Now let $G=\bigcap_{n\in\Bbb Z^+}A_n$, and let $C=\{x\in\Bbb R:f\text{ is continuous at }x\}$. You need to show three things:
- Each $A_n$ is open.
- $C\subseteq G$. This is your ‘$\Rightarrow$’.
- $G\subseteq C$. This is your ‘$\Leftarrow$’.
You omitted (1) altogether, but it’s not hard: just show that if $x\in A_n$, then $B\big(x,r_n(x)\big)\subseteq A_n$, and conclude that $A_n=\bigcup_{x\in A_n}B\big(x,r_n(x)\big)$ and hence is open.
You’ve essentially got (2), but it could be stated much more clearly. Suppose that $x\in C$ and $n\in\Bbb Z^+$. Then there is an $r_n(x)>0$ such that $|f(x')-f(x)|<\frac1{2n}$ for all $x'\in B\big(x,r_n(x)\big)$. But then by the triangle inequality $$|f(x'')-f(x')|\le|f(x'')-f(x)|+|f(x)-f(x')|<\frac1n$$ for all $x',x''\in B\big(x,r_n(x)\big)$, so $x\in A_n$. And since $n\in\Bbb Z^+$ was arbitrary, $x\in G$.
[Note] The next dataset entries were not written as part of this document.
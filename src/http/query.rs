//! Query string decoding module

use url::form_urlencoded;

/// Decoded query parameters, keeping repeated keys in order
#[derive(Debug, Clone, Default, PartialEq, Eq)]
pub struct QueryParams(Vec<(String, String)>);

impl QueryParams {
    pub fn parse(query: Option<&str>) -> Self {
        let pairs = query
            .map(|q| form_urlencoded::parse(q.as_bytes()).into_owned().collect())
            .unwrap_or_default();
        Self(pairs)
    }

    /// Last value sent for a scalar parameter
    pub fn get(&self, name: &str) -> Option<&str> {
        self.0
            .iter()
            .rev()
            .find(|(key, _)| key == name)
            .map(|(_, value)| value.as_str())
    }

    /// Every value sent for a list parameter
    pub fn get_all(&self, name: &str) -> Vec<String> {
        self.0
            .iter()
            .filter(|(key, _)| key == name)
            .map(|(_, value)| value.clone())
            .collect()
    }
}
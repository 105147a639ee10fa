// Configuration module entry point
// Loads layered configuration and holds the shared application state

mod state;
mod types;

use std::net::SocketAddr;

// Re-export public types
pub use state::AppState;
pub use types::{Config, HealthConfig};

impl Config {
    /// Load configuration from specified file path (without extension)
    ///
    /// Sources are layered: built-in defaults, then the optional file, then
    /// `TUTORIAL_`-prefixed environment variables (`TUTORIAL_SERVER__PORT=9000`).
    pub fn load_from(config_path: &str) -> Result<Self, config::ConfigError> {
        Self::load_layered(config_path, None)
    }

    /// `env` stands in for the process environment when given
    fn load_layered(
        config_path: &str,
        env: Option<config::Map<String, String>>,
    ) -> Result<Self, config::ConfigError> {
        let settings = config::Config::builder()
            .add_source(config::File::with_name(config_path).required(false))
            .add_source(
                config::Environment::with_prefix("TUTORIAL")
                    .prefix_separator("_")
                    .separator("__")
                    .try_parsing(true)
                    .source(env),
            )
            .build()?;

        settings.try_deserialize()
    }

    pub fn get_socket_addr(&self) -> Result<SocketAddr, String> {
        format!("{}:{}", self.server.host, self.server.port)
            .parse()
            .map_err(|e| format!("Invalid address: {e}"))
    }
}

#[cfg(test)]
mod tests {
    use super::*;
    use std::io::Write;

    #[test]
    fn test_defaults_without_file() {
        let cfg = Config::load_from("does-not-exist/config").unwrap();
        assert_eq!(cfg.server.host, "127.0.0.1");
        assert_eq!(cfg.http.max_body_size, 10_485_760);
        assert!(cfg.health.enabled);
        assert_eq!(cfg.logging.access_log_format, "combined");
    }

    #[test]
    fn test_file_overrides_defaults() {
        let dir = tempfile::tempdir().unwrap();
        let path = dir.path().join("custom.toml");
        let mut file = std::fs::File::create(&path).unwrap();
        writeln!(
            file,
            "[server]\nport = 9100\n\n[performance]\nmax_connections = 5\n\n[data]\nbase_dir = \"/srv/data\""
        )
        .unwrap();

        let base = dir.path().join("custom");
        let cfg = Config::load_from(base.to_str().unwrap()).unwrap();
        assert_eq!(cfg.server.port, 9100);
        assert_eq!(cfg.server.host, "127.0.0.1");
        assert_eq!(cfg.performance.max_connections, Some(5));
        assert_eq!(cfg.data.base_dir, std::path::PathBuf::from("/srv/data"));
    }

    #[test]
    fn test_environment_overrides_file() {
        let dir = tempfile::tempdir().unwrap();
        std::fs::write(
            dir.path().join("layered.toml"),
            "[server]\nport = 9100\n\n[performance]\nmax_connections = 3\n",
        )
        .unwrap();

        let env = config::Map::from([
            ("TUTORIAL_SERVER__PORT".to_string(), "9555".to_string()),
            ("TUTORIAL_LOGGING__LEVEL".to_string(), "debug".to_string()),
            ("OTHER_SERVER__PORT".to_string(), "1".to_string()),
        ]);
        let base = dir.path().join("layered");
        let cfg = Config::load_layered(base.to_str().unwrap(), Some(env)).unwrap();
        assert_eq!(cfg.server.port, 9555);
        assert_eq!(cfg.performance.max_connections, Some(3));
        assert_eq!(cfg.logging.level, "debug");
    }

    #[test]
    fn test_socket_addr() {
        let mut cfg = Config::default();
        cfg.server.port = 8123;
        assert_eq!(cfg.get_socket_addr().unwrap().port(), 8123);

        cfg.server.host = "not a host".to_string();
        assert!(cfg.get_socket_addr().is_err());
    }
}
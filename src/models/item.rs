use crate::validation::{LocPart, ObjectValidator, ValidationErrors};
use serde::Serialize;
use serde_json::Value;

/// A catalogue item
#[derive(Debug, Clone, PartialEq, Eq, Serialize)]
pub struct Item {
    pub name: String,
    pub description: Option<String>,
    pub price: String,
    pub available: Option<bool>,
}

impl Item {
    /// Build an item from the JSON found at `loc`
    pub fn validate(value: Option<&Value>, loc: Vec<LocPart>) -> Result<Self, ValidationErrors> {
        let mut fields = ObjectValidator::new(value, loc)?;
        let name = fields.required_str("name");
        let description = fields.optional_str("description");
        let price = fields.required_str("price");
        let available = fields.optional_bool("available");

        match (name, description, price, available) {
            (Some(name), Some(description), Some(price), Some(available)) => Ok(Self {
                name,
                description,
                price,
                available,
            }),
            _ => Err(fields.into_errors()),
        }
    }
}

#[cfg(test)]
mod tests {
    use super::*;
    use crate::validation::ErrorKind;
    use serde_json::json;

    fn loc() -> Vec<LocPart> {
        vec!["body".into(), "item".into()]
    }

    #[test]
    fn test_valid_item() {
        let value = json!({"name": "Foo", "price": "12.5", "available": true});
        let item = Item::validate(Some(&value), loc()).unwrap();
        assert_eq!(
            item,
            Item {
                name: "Foo".to_string(),
                description: None,
                price: "12.5".to_string(),
                available: Some(true),
            }
        );
    }

    #[test]
    fn test_serializes_absent_optionals_as_null() {
        let value = json!({"name": "Foo", "price": "3"});
        let item = Item::validate(Some(&value), loc()).unwrap();
        assert_eq!(
            serde_json::to_value(&item).unwrap(),
            json!({"name": "Foo", "description": null, "price": "3", "available": null})
        );
    }

    #[test]
    fn test_missing_required_fields() {
        let value = json!({"description": "no name, no price"});
        let errors = Item::validate(Some(&value), loc()).unwrap_err();
        let locs: Vec<String> = errors.errors().iter().map(|e| e.loc_string()).collect();
        assert_eq!(locs, vec!["body.item.name", "body.item.price"]);
        assert!(errors.errors().iter().all(|e| e.kind == ErrorKind::Missing));
    }

    #[test]
    fn test_bad_available() {
        let value = json!({"name": "Foo", "price": "1", "available": "sometimes"});
        let errors = Item::validate(Some(&value), loc()).unwrap_err();
        assert_eq!(errors.len(), 1);
        assert_eq!(errors.errors()[0].kind, ErrorKind::NotBool);
    }
}
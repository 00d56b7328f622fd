pub mod app;
pub mod commands;
pub mod context;
pub mod dispatch;
pub mod env;
pub mod fixtures;
pub mod output;
pub mod read_screen;
pub mod resolve;
pub mod run;
pub mod runtime;
pub mod validate;

pub use app::run;
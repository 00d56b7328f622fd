//! Static script validation
//!
//! A script is schema-valid when every step carries the selector and
//! parameters its action needs, literal parameters have the right shape, and
//! every variable referenced by a step is declared or captured by an earlier
//! step.

use action_locator::SelectorStability;
use std::collections::BTreeSet;

use crate::errors::{SchemaError, StepError};
use crate::request::{
    allowed_params, needs_selector, parse_condition, parse_direction, parse_format, parse_u32,
    parse_u64, required_params,
};
use crate::types::{ParamValue, Script, Step};
use crate::vars::{is_valid_name, param_references, selector_references};

/// Validation options
#[derive(Debug, Clone, Copy, Default, PartialEq, Eq)]
pub struct SchemaOptions {
    /// Reject selectors that rely on position only
    pub reject_positional: bool,
}

/// Validate one step at position `index` against the names bound so far
pub fn validate_step(
    step: &Step,
    index: usize,
    known: &BTreeSet<String>,
    options: SchemaOptions,
) -> Result<(), SchemaError> {
    if needs_selector(step) && step.selector.is_none() {
        return Err(SchemaError::MissingSelector {
            step: index,
            action: step.action,
        });
    }

    let allowed = allowed_params(step.action);
    if let Some(unknown) = step.params.keys().find(|name| !allowed.contains(&name.as_str())) {
        return Err(SchemaError::UnknownParam {
            step: index,
            action: step.action,
            param: unknown.clone(),
        });
    }
    if let Some(missing) = required_params(step.action)
        .iter()
        .find(|name| !step.params.contains_key(**name))
    {
        return Err(SchemaError::MissingParam {
            step: index,
            action: step.action,
            param: missing.to_string(),
        });
    }

    for (name, value) in &step.params {
        if let ParamValue::Literal(literal) = value {
            check_literal(name, literal).map_err(|err| match err {
                StepError::InvalidParam { param, reason } => SchemaError::InvalidParam {
                    step: index,
                    param,
                    reason,
                },
                other => SchemaError::InvalidParam {
                    step: index,
                    param: name.clone(),
                    reason: other.to_string(),
                },
            })?;
        }
    }

    let mut references: Vec<String> = step
        .selector
        .as_ref()
        .map(selector_references)
        .unwrap_or_default();
    for value in step.params.values() {
        references.extend(param_references(value));
    }
    if let Some(name) = references.into_iter().find(|name| !known.contains(name)) {
        return Err(SchemaError::DanglingVariable { step: index, name });
    }

    if let Some(capture) = &step.capture {
        if !is_valid_name(capture) {
            return Err(SchemaError::InvalidCapture {
                step: index,
                name: capture.clone(),
            });
        }
    }

    if options.reject_positional {
        if let Some(selector) = &step.selector {
            if selector.stability() == SelectorStability::Positional {
                return Err(SchemaError::PositionalSelector {
                    step: index,
                    selector: selector.to_string(),
                });
            }
        }
    }

    Ok(())
}

fn check_literal(name: &str, value: &serde_json::Value) -> Result<(), StepError> {
    // Placeholders are only checked for binding; their values arrive at run time.
    if value.as_str().is_some_and(|s| s.contains("${")) {
        return Ok(());
    }
    match name {
        "duration_ms" | "timeout_ms" => parse_u64(name, value).map(|_| ()),
        "max_attempts" => parse_u32(name, value).map(|_| ()),
        "direction" => parse_direction(value).map(|_| ()),
        "format" => parse_format(value).map(|_| ()),
        "condition" => parse_condition(value).map(|_| ()),
        _ => Ok(()),
    }
}

/// Validate steps in order, threading the set of bound names
///
/// `known` starts as the names visible before the first step and ends with
/// every capture added.
pub fn validate_steps(
    steps: &[Step],
    known: &mut BTreeSet<String>,
    options: SchemaOptions,
) -> Vec<SchemaError> {
    let mut errors = Vec::new();
    for (index, step) in steps.iter().enumerate() {
        if let Err(err) = validate_step(step, index, known, options) {
            errors.push(err);
        }
        if let Some(capture) = &step.capture {
            known.insert(capture.clone());
        }
    }
    errors
}

/// Every schema violation of `script`, in step order
pub fn validate_script(script: &Script, options: SchemaOptions) -> Vec<SchemaError> {
    let mut known: BTreeSet<String> = script.variables.keys().cloned().collect();
    validate_steps(&script.steps, &mut known, options)
}

impl Script {
    /// First schema violation, if any
    pub fn validate(&self) -> Result<(), SchemaError> {
        match validate_script(self, SchemaOptions::default()).into_iter().next() {
            Some(err) => Err(err),
            None => Ok(()),
        }
    }
}
use action_flow::SchemaError;
use thiserror::Error;

/// Errors emitted by the agent-core crate.
#[derive(Debug, Error)]
pub enum AgentError {
    /// Raised when the agent could not be reached or the exchange broke off.
    #[error("agent transport failed: {0}")]
    Transport(String),

    /// Raised when the agent answered with a non-success HTTP status.
    #[error("agent answered with status {status}: {body}")]
    Status { status: u16, body: String },

    /// Raised when a tool call names no known action.
    #[error("unknown tool '{0}'")]
    UnknownTool(String),

    /// Raised when a tool call payload cannot be turned into a step.
    #[error("malformed '{tool}' call: {reason}")]
    MalformedToolCall { tool: String, reason: String },

    /// Raised when a built step or script breaks the script schema.
    #[error(transparent)]
    Schema(#[from] SchemaError),
}

impl AgentError {
    /// Helper for transport failures.
    pub fn transport(message: impl Into<String>) -> Self {
        Self::Transport(message.into())
    }

    /// Helper for malformed tool calls.
    pub fn malformed(tool: impl Into<String>, reason: impl Into<String>) -> Self {
        Self::MalformedToolCall {
            tool: tool.into(),
            reason: reason.into(),
        }
    }
}

/// Why a raw recovery response was rejected
#[derive(Debug, Error, Clone, PartialEq, Eq)]
pub enum ContractError {
    #[error("response is not a JSON object")]
    NotAnObject,

    #[error("response is missing required field '{0}'")]
    MissingField(&'static str),

    #[error("field '{field}' must be {expected}")]
    WrongType {
        field: &'static str,
        expected: &'static str,
    },

    #[error("unknown response kind '{0}'")]
    UnknownKind(String),

    #[error("corrective script has no steps")]
    EmptyScript,

    #[error("corrective script has {count} steps; at most {max} are allowed")]
    TooManySteps { count: usize, max: usize },

    #[error("step {index} is malformed: {reason}")]
    MalformedStep { index: usize, reason: String },

    #[error("corrective script is not schema-valid: {0}")]
    Schema(#[from] SchemaError),
}
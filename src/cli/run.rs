//! `uiscript run`
//!
//! Steps:
//! 1. Load and validate the script, apply `--param` bindings
//! 2. Build the fixture device, executor and engine from configuration
//! 3. Attach a recovery agent (mock file, endpoint, or none)
//! 4. Run under a cancellation token tied to Ctrl-C and print the record

use std::path::{Path, PathBuf};
use std::sync::Arc;

use action_flow::{
    validate_script, RunRecord, RunStatus, SchemaOptions, Script, ScriptEngine, ScriptRunner,
    StepResult,
};
use action_primitives::DefaultActionExecutor;
use agent_core::{MockRecoveryAgent, RecoveryOrchestrator};
use anyhow::{bail, Context, Result};
use clap::Args;
use perceiver_structural::Snapshotter;
use serde_json::Value;
use tokio::fs;
use tokio_util::sync::CancellationToken;
use tracing::{info, warn};

use super::context::CliContext;
use super::fixtures::load_device;
use super::output::{emit, OutputFormat};

#[derive(Args, Clone, Debug)]
pub struct RunArgs {
    /// Script file (.json, .yaml or .yml)
    pub script: PathBuf,

    /// Screen or device fixture file the script runs against
    #[arg(long, value_name = "FILE")]
    pub screens: PathBuf,

    /// JSON array of canned recovery responses, answered in order
    #[arg(long, value_name = "FILE", conflicts_with = "agent_endpoint")]
    pub mock_agent: Option<PathBuf>,

    /// Recovery agent endpoint; overrides the config file
    #[arg(long, value_name = "URL")]
    pub agent_endpoint: Option<String>,

    /// Recovery depth bound; overrides the config file
    #[arg(long)]
    pub max_depth: Option<u32>,

    /// Variable binding as key=value; JSON values are parsed, anything else is a string
    #[arg(short = 'p', long = "param", value_name = "KEY=VALUE")]
    pub params: Vec<String>,

    /// Reject selectors that rely on position only
    #[arg(long)]
    pub strict: bool,
}

pub async fn cmd_run(args: RunArgs, ctx: &CliContext, output: OutputFormat) -> Result<()> {
    let mut script = Script::load(&args.script)
        .with_context(|| format!("Failed to load script {}", args.script.display()))?;
    for param in &args.params {
        let (key, value) = parse_param(param)?;
        script = script.with_variable(key, value);
    }

    let errors = validate_script(
        &script,
        SchemaOptions {
            reject_positional: args.strict,
        },
    );
    if let Some(first) = errors.first() {
        for err in &errors {
            warn!(step = err.step(), "{}", err);
        }
        bail!(
            "Script {} failed validation with {} error(s); first: {}",
            args.script.display(),
            errors.len(),
            first
        );
    }

    let config = ctx.config();
    let mut recovery = config.recovery.clone();
    if let Some(endpoint) = &args.agent_endpoint {
        recovery = recovery.with_endpoint(endpoint.clone());
    }
    if let Some(depth) = args.max_depth {
        recovery = recovery.with_max_depth(depth);
    }
    let mut engine_config = config.engine();
    engine_config.max_recovery_depth = recovery.max_depth;

    let device = load_device(&args.screens).await?;
    let executor = DefaultActionExecutor::new(
        config.executor.clone(),
        Snapshotter::new(config.snapshot.clone()),
    );
    let mut engine = ScriptEngine::new(Arc::new(executor), engine_config);

    match &args.mock_agent {
        Some(path) => {
            let agent = load_mock_agent(path).await?;
            info!(path = %path.display(), "Using canned recovery responses");
            engine = engine.with_recovery(Arc::new(RecoveryOrchestrator::new(
                Arc::new(agent),
                recovery,
            )));
        }
        None => match RecoveryOrchestrator::from_config(recovery)? {
            Some(orchestrator) => {
                info!(
                    endpoint = orchestrator.config().endpoint.as_deref().unwrap_or_default(),
                    "Using HTTP recovery agent"
                );
                engine = engine.with_recovery(Arc::new(orchestrator));
            }
            None => info!("No recovery agent configured; failures abort the run"),
        },
    }

    let cancel = CancellationToken::new();
    let interrupt = cancel.clone();
    tokio::spawn(async move {
        if tokio::signal::ctrl_c().await.is_ok() {
            warn!("Interrupt received; cancelling run");
            interrupt.cancel();
        }
    });

    info!(
        script = %script.name,
        steps = script.len(),
        config = ?ctx.config_path(),
        "Running script"
    );
    let record = engine.run(&script, &device, cancel).await;
    emit(output, &record, render_record)?;

    if let Some(abort) = &record.abort {
        bail!(
            "Run {} aborted: {} ({})",
            record.run_id,
            abort.reason,
            abort.detail
        );
    }
    Ok(())
}

fn parse_param(raw: &str) -> Result<(String, Value)> {
    let Some((key, value)) = raw.split_once('=') else {
        bail!("Invalid --param '{raw}'; expected KEY=VALUE");
    };
    let key = key.trim();
    if key.is_empty() {
        bail!("Invalid --param '{raw}'; empty key");
    }
    let value = serde_json::from_str(value).unwrap_or_else(|_| Value::String(value.to_string()));
    Ok((key.to_string(), value))
}

async fn load_mock_agent(path: &Path) -> Result<MockRecoveryAgent> {
    let text = fs::read_to_string(path)
        .await
        .with_context(|| format!("Failed to read mock agent file {}", path.display()))?;
    let responses: Vec<Value> = serde_json::from_str(&text)
        .with_context(|| format!("Mock agent file {} must be a JSON array", path.display()))?;
    Ok(responses
        .into_iter()
        .fold(MockRecoveryAgent::new(), MockRecoveryAgent::with_response))
}

fn render_record(record: &RunRecord) -> String {
    let mut lines = vec![format!(
        "Run {} of '{}': {:?} in {} ms",
        record.run_id, record.script, record.status, record.duration_ms
    )];
    for step in &record.steps {
        let outcome = match &step.result {
            StepResult::Invalid { invalid } => format!("invalid ({invalid})"),
            result => match result.as_failure() {
                None => "ok".to_string(),
                Some(failure) => format!("{} ({})", failure.reason, failure.detail),
            },
        };
        let origin = match step.origin {
            action_flow::StepOrigin::Script => String::new(),
            action_flow::StepOrigin::Corrective { negotiation } => {
                format!(" [corrective #{negotiation}]")
            }
        };
        lines.push(format!(
            "  {:>3}. {}{}{} -> {}",
            step.index,
            step.action,
            step.selector
                .as_deref()
                .map(|s| format!(" {s}"))
                .unwrap_or_default(),
            origin,
            outcome
        ));
    }
    if !record.recoveries.is_empty() {
        lines.push(format!("  negotiations: {}", record.negotiations()));
    }
    if let Some(abort) = &record.abort {
        lines.push(format!("  aborted: {} ({})", abort.reason, abort.detail));
    } else if record.status == RunStatus::RecoveredAndCompleted {
        lines.push("  completed after recovery".to_string());
    }
    lines.join("\n")
}

#[cfg(test)]
mod tests {
    use super::*;
    use serde_json::json;

    #[test]
    fn params_parse_json_or_fall_back_to_text() {
        assert_eq!(parse_param("qty=3").unwrap(), ("qty".into(), json!(3)));
        assert_eq!(
            parse_param("name=Ada Lovelace").unwrap(),
            ("name".into(), json!("Ada Lovelace"))
        );
        assert_eq!(parse_param("flag=true").unwrap().1, json!(true));
        assert_eq!(parse_param("empty=").unwrap().1, json!(""));
        assert!(parse_param("novalue").is_err());
        assert!(parse_param("=x").is_err());
    }
}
Much the same applies to (3). Suppose that $x\in G$, and let $\epsilon>0$ be arbitrary. There is an $n\in\Bbb Z^+$ such that $\frac1n\le\epsilon$, and $x\in A_n$, so $|f(x')-f(x)|<\frac1n\le\epsilon$ for all $x'\in B\big(x,r_n(x)\big)$, i.e., for all $x'$ such that $|x'-x|<r_n(x)$, and it follows immediately that $x\in C$.